不動産建設会社の(株)リヴは、1998年、波夛野賢社長が30歳の時に京都市西京区で創業した会社である。

その5年前、波夛野氏は京都で不動産仲介会社をすでに経営していたが、友人が社長をしていた工務店が倒産して、その工務店をM&Aする形で新たにリヴを創業したのである。

じつは、それは波夛野社長の望むところでもあった。というのは、それまで建売住宅の販売をおこなっていて、その質の悪さを問題視していたからである。倒産したとはいえ工務店をM&Aして、自社で家を建てられる建設会社として新たにスタートすることは、波夛野社長の夢の一つだったのだ。

どこの会社でも、創業時はトップダウンのワンマン経営である。創業時の経営はそれが当たり前、リヴの場合も波夛野社長が部下に細かい仕事の指示を出し、会議は最初から最後まで社長一人が話して、社員はただそれを黙って聞いているという典型的なワンマン経営であった。そんな波夛野社長の手腕のもとでリヴは順調に成長していったが、次第に、建設期間中に仮住まいするための賃貸物件の仲介や、完成した自宅に似合う家具やインテリアのコーディネイトなど、いわゆるお客様が家を建てるところから引っ越しまで、そしてその後の修理やリフォームまで、さまざまな不動産周辺のビジネスを取り込めないかと考えはじめた。
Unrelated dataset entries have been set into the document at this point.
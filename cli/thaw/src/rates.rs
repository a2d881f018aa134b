//! Cold-start and snapshot-restore rates, overall and per time bucket.

use crate::sample::SampleSet;
use crate::stats::AnalysisError;
use crate::types::InvocationRecord;
use chrono::{DateTime, Duration, Utc};
use serde::{Deserialize, Serialize};

#[derive(Debug, Clone, Copy, PartialEq, Eq, Serialize, Deserialize)]
#[serde(rename_all = "snake_case")]
pub enum StartKind {
    ColdStart,
    Restore,
}

impl StartKind {
    fn matches(self, record: &InvocationRecord) -> bool {
        match self {
            StartKind::ColdStart => record.is_cold_start(),
            StartKind::Restore => record.is_snapstart_restore(),
        }
    }
}

#[derive(Debug, Clone, Copy, PartialEq, Default, Serialize, Deserialize)]
pub struct RateSummary {
    pub total: usize,
    pub cold_starts: usize,
    pub restores: usize,
    pub cold_start_rate: Option<f64>,
    pub restore_rate: Option<f64>,
}

impl RateSummary {
    pub fn from_set(set: &SampleSet) -> Self {
        let total = set.size();
        let cold_starts = count_matching(set.records(), StartKind::ColdStart);
        let restores = count_matching(set.records(), StartKind::Restore);
        Self {
            total,
            cold_starts,
            restores,
            cold_start_rate: fraction(cold_starts, total),
            restore_rate: fraction(restores, total),
        }
    }
}

/// One fixed-width slice of the set's time range. `rate` is absent when the slice holds no records.
#[derive(Debug, Clone, Copy, PartialEq, Serialize, Deserialize)]
pub struct RateBucket {
    pub start: DateTime<Utc>,
    pub total: usize,
    pub matching: usize,
    pub rate: Option<f64>,
}

/// Fraction of records carrying an init duration; absent for an empty set.
pub fn cold_start_rate(set: &SampleSet) -> Option<f64> {
    rate(set, StartKind::ColdStart)
}

/// Fraction of records carrying a restore duration; absent for an empty set.
pub fn restore_rate(set: &SampleSet) -> Option<f64> {
    rate(set, StartKind::Restore)
}

pub fn rate(set: &SampleSet, kind: StartKind) -> Option<f64> {
    fraction(count_matching(set.records(), kind), set.size())
}

/// Upper bound on the number of buckets a single timeline may hold.
pub const MAX_TIME_BUCKETS: usize = 100_000;

/// Partitions the set into contiguous `width`-wide buckets starting at the window start
/// (or the first record when the set has no window) and reports the `kind` rate per bucket.
/// Widths resolve to the microsecond.
pub fn time_bucketed_rate(
    set: &SampleSet,
    width: Duration,
    kind: StartKind,
) -> Result<Vec<RateBucket>, AnalysisError> {
    if width <= Duration::zero() {
        return Err(AnalysisError::InvalidBucketWidth(width.to_string()));
    }
    let (start, end) = match set.window() {
        Some(window) => (window.start, window.end),
        None => match set.time_range() {
            Some(range) => range,
            None => return Ok(Vec::new()),
        },
    };

    // sub-microsecond widths cannot be represented
    let width_us = width.num_microseconds().unwrap_or(i64::MAX);
    if width_us == 0 {
        return Err(AnalysisError::InvalidBucketWidth(width.to_string()));
    }
    let span_us = (end - start).num_microseconds().unwrap_or(i64::MAX).max(0);
    let needed = (span_us / width_us + i64::from(span_us % width_us != 0)).max(1);
    let bucket_count = match usize::try_from(needed) {
        Ok(count) if count <= MAX_TIME_BUCKETS => count,
        _ => {
            return Err(AnalysisError::TooManyBuckets {
                requested: needed.unsigned_abs(),
                max: MAX_TIME_BUCKETS,
            })
        }
    };

    let mut buckets: Vec<RateBucket> = (0..bucket_count)
        .map(|i| RateBucket {
            start: start + Duration::microseconds(width_us.saturating_mul(i as i64)),
            total: 0,
            matching: 0,
            rate: None,
        })
        .collect();

    for record in set.records() {
        let Some(offset) = (record.timestamp - start).num_microseconds() else {
            continue;
        };
        if offset < 0 {
            continue;
        }
        let index = usize::try_from(offset / width_us)
            .unwrap_or(usize::MAX)
            .min(bucket_count - 1);
        let bucket = &mut buckets[index];
        bucket.total += 1;
        if kind.matches(record) {
            bucket.matching += 1;
        }
    }

    for bucket in &mut buckets {
        bucket.rate = fraction(bucket.matching, bucket.total);
    }
    Ok(buckets)
}

fn count_matching(records: &[InvocationRecord], kind: StartKind) -> usize {
    records.iter().filter(|r| kind.matches(r)).count()
}

fn fraction(part: usize, total: usize) -> Option<f64> {
    (total > 0).then(|| part as f64 / total as f64)
}
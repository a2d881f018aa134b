//! AWS Lambda as an [`InvocationTarget`].

use crate::benchmark::{InvocationOutput, InvocationTarget, TargetError};
use async_trait::async_trait;
use aws_sdk_lambda::error::{ProvideErrorMetadata, SdkError};
use aws_sdk_lambda::primitives::Blob;
use aws_sdk_lambda::types::{LastUpdateStatus, LogType};
use aws_sdk_lambda::Client as LambdaClient;
use base64::Engine;
use std::time::Duration;
use tracing::debug;

const UPDATE_POLL_INTERVAL: Duration = Duration::from_secs(1);
const UPDATE_POLL_ATTEMPTS: usize = 60;

/// Maps an SDK error to a [`TargetError`] using the service error code.
fn classify<E, R>(err: SdkError<E, R>, on_service_error: fn(String) -> TargetError) -> TargetError
where
    E: ProvideErrorMetadata + std::error::Error + Send + Sync + 'static,
    R: std::fmt::Debug,
{
    match err {
        SdkError::ServiceError(context) => {
            let code = context.err().code().unwrap_or_default().to_string();
            let msg = format!(
                "Service error: {} ({})",
                context.err().message().unwrap_or_default(),
                code
            );
            match code.as_str() {
                "ResourceNotFoundException" | "AccessDeniedException" => {
                    TargetError::Unreachable(msg)
                }
                "TooManyRequestsException" | "ResourceConflictException" => {
                    TargetError::Throttled(msg)
                }
                _ => on_service_error(msg),
            }
        }
        SdkError::TimeoutError(_) => TargetError::Other("SDK request timed out".to_string()),
        other_err => TargetError::Other(format!("SDK error: {}", other_err)),
    }
}

/// A deployed function, invoked with `LogType::Tail` so each response carries its own
/// platform report.
pub struct LambdaTarget {
    client: LambdaClient,
    function_name: String,
    payload: Option<String>,
    settle_time: Duration,
}

impl LambdaTarget {
    pub fn new(client: LambdaClient, function_name: impl Into<String>) -> Self {
        Self {
            client,
            function_name: function_name.into(),
            payload: None,
            settle_time: crate::config::DEFAULT_SETTLE_TIME,
        }
    }

    /// JSON payload sent with every invocation. Defaults to `{}`.
    pub fn with_payload(mut self, payload: Option<String>) -> Self {
        self.payload = payload;
        self
    }

    pub fn with_settle_time(mut self, settle_time: Duration) -> Self {
        self.settle_time = settle_time;
        self
    }

    async fn wait_for_update(&self) -> Result<(), TargetError> {
        for _ in 0..UPDATE_POLL_ATTEMPTS {
            let config = self
                .client
                .get_function_configuration()
                .function_name(&self.function_name)
                .send()
                .await
                .map_err(|e| classify(e, TargetError::Other))?;
            match config.last_update_status() {
                Some(LastUpdateStatus::Successful) | None => return Ok(()),
                Some(LastUpdateStatus::Failed) => {
                    return Err(TargetError::ConfigurationRejected(format!(
                        "Update failed: {}",
                        config.last_update_status_reason().unwrap_or("unknown reason")
                    )));
                }
                Some(status) => {
                    debug!(function = %self.function_name, status = %status.as_str(), "Waiting for configuration update");
                    tokio::time::sleep(UPDATE_POLL_INTERVAL).await;
                }
            }
        }
        Err(TargetError::Other(format!(
            "Configuration update of '{}' did not complete in time",
            self.function_name
        )))
    }
}

#[async_trait]
impl InvocationTarget for LambdaTarget {
    fn name(&self) -> &str {
        &self.function_name
    }

    async fn current_memory(&self) -> Result<u32, TargetError> {
        let config = self
            .client
            .get_function_configuration()
            .function_name(&self.function_name)
            .send()
            .await
            .map_err(|e| classify(e, TargetError::Unreachable))?;
        let memory = config.memory_size().unwrap_or(128);
        u32::try_from(memory)
            .map_err(|_| TargetError::Other(format!("Unexpected memory size: {}", memory)))
    }

    async fn apply_memory(&self, memory_mb: u32) -> Result<Duration, TargetError> {
        let memory = i32::try_from(memory_mb).map_err(|_| {
            TargetError::ConfigurationRejected(format!("Memory size out of range: {}", memory_mb))
        })?;
        self.client
            .update_function_configuration()
            .function_name(&self.function_name)
            .memory_size(memory)
            .send()
            .await
            .map_err(|e| classify(e, TargetError::ConfigurationRejected))?;
        self.wait_for_update().await?;
        Ok(self.settle_time)
    }

    async fn invoke(&self) -> Result<InvocationOutput, TargetError> {
        let payload = self.payload.as_deref().unwrap_or("{}");
        let response = self
            .client
            .invoke()
            .function_name(&self.function_name)
            .log_type(LogType::Tail)
            .payload(Blob::new(payload.as_bytes().to_vec()))
            .send()
            .await
            .map_err(|e| classify(e, TargetError::Other))?;

        if let Some(function_error) = response.function_error() {
            return Err(TargetError::FunctionError(function_error.to_string()));
        }

        let tail = response.log_result().ok_or(TargetError::MissingReport)?;
        let decoded = base64::engine::general_purpose::STANDARD
            .decode(tail)
            .map_err(|e| TargetError::Other(format!("Failed to decode log tail: {}", e)))?;
        Ok(InvocationOutput::LogTail(
            String::from_utf8_lossy(&decoded).into_owned(),
        ))
    }
}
これは、事業の上流と下流を狙う、典型的な多角化戦略の一つであるが、波夛野社長の特徴は、上流と下流のビジネスを取り込んで、子会社としてリヴが支配するのではなく、社員を次々に独立させていったことである。

現在、リヴから巣立っていった元社員が構成するリヴグループは12社。グループ全体の売上は30億円、全グループ従業員数約130人になっている。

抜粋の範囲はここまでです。